### Saved entries
# # #

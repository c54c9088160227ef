use std::process::ExitCode;

fn main() -> ExitCode {
    cotation_cli::run()
}
impl Client {
    /// Creates a new client against `host`, authenticating with `api_key`.
    ///
    /// # Errors
    ///
    /// Returns an error if the host URL is invalid, the key is not a valid header value, or the
    /// HTTP client fails to build.
    pub fn new<K: Into<ApiKey>>(host: &str, api_key: K, config: Config) -> Result<Client> {
        let headers = auth::default_headers(&api_key.into())?;

        let client = ReqwestClient::builder()
            .default_headers(headers)
            .timeout(config.timeout)
            .build()?;

        // Endpoint paths are appended to the host, so it must end with a separator
        let mut host = Url::parse(host)?;
        if !host.path().ends_with('/') {
            let path = format!("{}/", host.path());
            host.set_path(&path);
        }

        Ok(Self { host, client })
    }

    /// Creates a new client against [`DEFAULT_HOST`] with the default [`Config`].
    ///
    /// # Errors
    ///
    /// Returns an error if the key is not a valid header value or the HTTP client fails to
    /// build.
    pub fn with_api_key<K: Into<ApiKey>>(api_key: K) -> Result<Client> {
        Client::new(DEFAULT_HOST, api_key, Config::default())
    }

    /// Returns the host URL for the client.
    #[must_use]
    pub fn host(&self) -> &Url {
        &self.host
    }

    async fn get<Req: Serialize, Res: DeserializeOwned>(
        &self,
        path: &str,
        req: &Req,
        access: Access,
    ) -> Result<Res> {
        let url = self.host.join(path)?;

        self.get_url(url, req, access).await
    }

    async fn get_url<Req: Serialize, Res: DeserializeOwned>(
        &self,
        mut url: Url,
        req: &Req,
        access: Access,
    ) -> Result<Res> {
        let query = req.query_params();
        url.set_query(query.strip_prefix('?'));

        let request = self.client.request(Method::GET, url).build()?;

        crate::request(&self.client, request, access).await
    }

    /// Fetches one entry of a code table, escaping the code as a single path segment.
    ///
    /// An empty code would address the whole table, so it is rejected before sending.
    async fn get_code<Res: DeserializeOwned>(&self, table: &str, code: &str) -> Result<Res> {
        if code.is_empty() {
            return Err(Error::validation(format!("{table} code must not be empty")));
        }

        let mut url = self.host.join(table)?;
        url.path_segments_mut()
            .map_err(|()| url::ParseError::RelativeUrlWithCannotBeABaseBase)?
            .push(code);

        self.get_url(url, &(), Access::Public).await
    }

    async fn get_public<Res: DeserializeOwned>(&self, path: &str) -> Result<Res> {
        self.get(path, &(), Access::Public).await
    }

    async fn get_restricted<Res: DeserializeOwned>(&self, path: &str) -> Result<Res> {
        self.get(path, &(), Access::Restricted).await
    }

    // Codes

    /// Lists the dog colour codes and their descriptions.
    pub async fn dog_colours(&self) -> Result<Table> {
        self.get_public("codes/dogcolour").await
    }

    /// Gets a single dog colour, e.g. `"BK"` for black.
    pub async fn dog_colour(&self, colour_code: &str) -> Result<Record> {
        self.get_code("codes/dogcolour", colour_code).await
    }

    /// Lists the owning authority codes and their descriptions.
    pub async fn owning_authorities(&self) -> Result<Table> {
        self.get_public("codes/owningauthority").await
    }

    pub async fn owning_authority(&self, code: OwningAuthority) -> Result<Record> {
        self.get_code("codes/owningauthority", &code.to_string())
            .await
    }

    /// Lists the track codes and their descriptions.
    pub async fn tracks(&self) -> Result<Table> {
        self.get_public("codes/track").await
    }

    /// Gets a single track, e.g. `"WPK"` for Wentworth Park.
    pub async fn track(&self, track_code: &str) -> Result<Record> {
        self.get_code("codes/track", track_code).await
    }

    /// Lists the grade codes and their descriptions.
    pub async fn grades(&self) -> Result<Table> {
        self.get_public("codes/grade").await
    }

    /// Gets a single grade. Grade codes are strings even when numeric, e.g. `"1"`.
    pub async fn grade(&self, grade_code: &str) -> Result<Record> {
        self.get_code("codes/grade", grade_code).await
    }

    // Dogs

    pub async fn dog(&self, dog_id: u64) -> Result<Record> {
        self.get_public(&format!("dog/{dog_id}")).await
    }

    /// Form lines for a dog, optionally as at a meeting date.
    ///
    /// # Example
    ///
    /// ```no_run
    /// use topaz_client_sdk::Client;
    /// use topaz_client_sdk::types::request::DogFormRequest;
    ///
    /// # async fn example() -> Result<(), Box<dyn std::error::Error>> {
    /// let client = Client::with_api_key("YOUR_API_KEY")?;
    ///
    /// let request = DogFormRequest::builder()
    ///     .dog_id(695_144_538)
    ///     .meeting_date("2023-12-03")
    ///     .build();
    /// let form = client.dog_form(&request).await?;
    ///
    /// println!("{} starts, columns: {:?}", form.len(), form.columns());
    /// # Ok(())
    /// # }
    /// ```
    pub async fn dog_form(&self, request: &DogFormRequest) -> Result<Table> {
        self.get(
            &format!("dog/{}/form", request.dog_id),
            request,
            Access::Public,
        )
        .await
    }

    pub async fn dog_statistics(&self, dog_id: u64) -> Result<Record> {
        self.get_public(&format!("dog/{dog_id}/statistics")).await
    }

    /// Searches dogs by full or partial name.
    pub async fn search_dogs(&self, request: &SearchRequest) -> Result<Table> {
        self.get("search/dogs", request, Access::Public).await
    }

    // Meetings

    /// Lists meetings between two dates, limited to the dates the API key may access for each
    /// owning authority.
    pub async fn meetings(&self, request: &DateRangeRequest) -> Result<Table> {
        self.get("meeting", request, Access::Public).await
    }

    /// Lists meetings with scratchings or results changed since a point in time.
    pub async fn updated_meetings(&self, request: &UpdatedMeetingsRequest) -> Result<Table> {
        self.get("meeting/updated", request, Access::Public).await
    }

    /// Gets a meeting with its races and runs.
    ///
    /// The response shape follows the requested format: [`MeetingFormat::All`] yields
    /// [`MeetingDetails::Record`], every other format yields [`MeetingDetails::Table`].
    ///
    /// # Example
    ///
    /// ```no_run
    /// use topaz_client_sdk::Client;
    /// use topaz_client_sdk::types::{MeetingDetails, MeetingFormat};
    /// use topaz_client_sdk::types::request::MeetingDetailsRequest;
    ///
    /// # async fn example() -> Result<(), Box<dyn std::error::Error>> {
    /// let client = Client::with_api_key("YOUR_API_KEY")?;
    ///
    /// let request = MeetingDetailsRequest::builder()
    ///     .meeting_id(900_012_680)
    ///     .format(MeetingFormat::Basic)
    ///     .build();
    ///
    /// match client.meeting(&request).await? {
    ///     MeetingDetails::Table(runs) => println!("{} runs", runs.len()),
    ///     MeetingDetails::Record(meeting) => println!("{meeting:?}"),
    ///     _ => {}
    /// }
    /// # Ok(())
    /// # }
    /// ```
    pub async fn meeting(&self, request: &MeetingDetailsRequest) -> Result<MeetingDetails> {
        let path = format!("meeting/{}", request.meeting_id);

        match request.format {
            MeetingFormat::All => self
                .get(&path, request, Access::Public)
                .await
                .map(MeetingDetails::Record),
            _ => self
                .get(&path, request, Access::Public)
                .await
                .map(MeetingDetails::Table),
        }
    }

    /// Gets a meeting with its races, runs, and form for every dog.
    pub async fn meeting_form(&self, meeting_id: u64) -> Result<Record> {
        self.get_public(&format!("meeting/{meeting_id}/form")).await
    }

    pub async fn meeting_results(&self, meeting_id: u64) -> Result<Record> {
        self.get_public(&format!("meeting/{meeting_id}/results"))
            .await
    }

    /// Gets meeting results including first split data where available.
    ///
    /// # Errors
    ///
    /// Returns [`Kind::PermissionDenied`](crate::error::Kind::PermissionDenied) if the API key
    /// is not entitled to first split data.
    pub async fn meeting_results_first_split(&self, meeting_id: u64) -> Result<Record> {
        self.get_restricted(&format!("meeting/{meeting_id}/results/firstsplit"))
            .await
    }

    pub async fn meeting_races(&self, meeting_id: u64) -> Result<Record> {
        self.get_public(&format!("meeting/{meeting_id}/races")).await
    }

    /// Lists the races of a meeting including first split data where available.
    ///
    /// # Errors
    ///
    /// Returns [`Kind::PermissionDenied`](crate::error::Kind::PermissionDenied) if the API key
    /// is not entitled to first split data.
    pub async fn meeting_races_first_split(&self, meeting_id: u64) -> Result<Record> {
        self.get_restricted(&format!("meeting/{meeting_id}/races/firstsplit"))
            .await
    }

    /// Latest field for a meeting, mainly for scratchings and reserves.
    pub async fn meeting_field(&self, meeting_id: u64) -> Result<Record> {
        self.get_public(&format!("meeting/{meeting_id}/field")).await
    }

    /// Latest field for one race of a meeting. See [`Client::race_field`] for the same
    /// summary addressed by race alone.
    pub async fn meeting_race_field(&self, meeting_id: u64, race_id: u64) -> Result<Record> {
        self.get_public(&format!("meeting/{meeting_id}/field/{race_id}"))
            .await
    }

    // Races

    /// Lists races between two dates, constrained by the API key's access per owning
    /// authority.
    pub async fn races(&self, request: &DateRangeRequest) -> Result<Table> {
        self.get("race", request, Access::Public).await
    }

    pub async fn races_for_meeting(&self, meeting_id: u64) -> Result<Record> {
        self.get_public(&format!("race/meeting/{meeting_id}")).await
    }

    pub async fn race_result(&self, race_id: u64) -> Result<Record> {
        self.get_public(&format!("race/{race_id}/result")).await
    }

    /// Dogs in a race and the details of their runs.
    pub async fn race_runs(&self, race_id: u64) -> Result<Table> {
        self.get_public(&format!("race/{race_id}/runs")).await
    }

    pub async fn race_runs_form(&self, race_id: u64) -> Result<Record> {
        self.get_public(&format!("race/{race_id}/runs/form")).await
    }

    /// Latest field for a race, mainly for scratchings and reserves.
    pub async fn race_field(&self, race_id: u64) -> Result<Record> {
        self.get_public(&format!("race/{race_id}/field")).await
    }

    /// Runs of a race including first split data where available.
    ///
    /// # Errors
    ///
    /// Returns [`Kind::PermissionDenied`](crate::error::Kind::PermissionDenied) if the API key
    /// is not entitled to first split data.
    pub async fn race_runs_first_split(&self, race_id: u64) -> Result<Record> {
        self.get_restricted(&format!("race/{race_id}/runs/firstsplit"))
            .await
    }

    /// Only the first split data for the runs of a race.
    ///
    /// # Errors
    ///
    /// Returns [`Kind::PermissionDenied`](crate::error::Kind::PermissionDenied) if the API key
    /// is not entitled to first split data.
    pub async fn race_first_split(&self, race_id: u64) -> Result<Record> {
        self.get_restricted(&format!("race/{race_id}/firstsplit"))
            .await
    }

    /// Remaining races of the day after a point in time (VIC races only).
    pub async fn upcoming_races(&self, request: &UpcomingRacesRequest) -> Result<Table> {
        self.get("race/upcoming", request, Access::Public).await
    }

    /// Runners of a race with ISO-Lynx tracking splits.
    ///
    /// # Errors
    ///
    /// Returns [`Kind::PermissionDenied`](crate::error::Kind::PermissionDenied) if the API key
    /// is not entitled to ISO-Lynx data.
    pub async fn isolynx_splits(&self, race_id: u64) -> Result<Record> {
        self.get_restricted(&format!("isolynx/{race_id}/splits"))
            .await
    }

    // Runs, results, trainers, trials

    /// Same data as [`Client::race_runs`], served from the run resource.
    pub async fn runs_for_race(&self, race_id: u64) -> Result<Table> {
        self.get_public(&format!("run/race/{race_id}")).await
    }

    /// Most recently finalised race results.
    pub async fn recent_race_results(&self) -> Result<Record> {
        self.get_public("raceresult/recent").await
    }

    /// Searches trainers by full or partial name.
    pub async fn search_trainers(&self, request: &SearchRequest) -> Result<Table> {
        self.get("search/trainers", request, Access::Public).await
    }

    pub async fn trial_results(&self, request: &TrialResultsRequest) -> Result<Table> {
        self.get("trialresult", request, Access::Public).await
    }

    // System

    pub async fn change_log(&self) -> Result<Record> {
        self.get_public("changelog").await
    }

    /// Health of the API server.
    pub async fn health(&self) -> Result<Record> {
        self.get_public("health").await
    }

    /// Health of the API's cache layer.
    pub async fn cache_health(&self) -> Result<Record> {
        self.get_public("health/cache").await
    }
}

# # #

Lines containing the string "ApiKey" above: how many are there? Answer with the number only.

2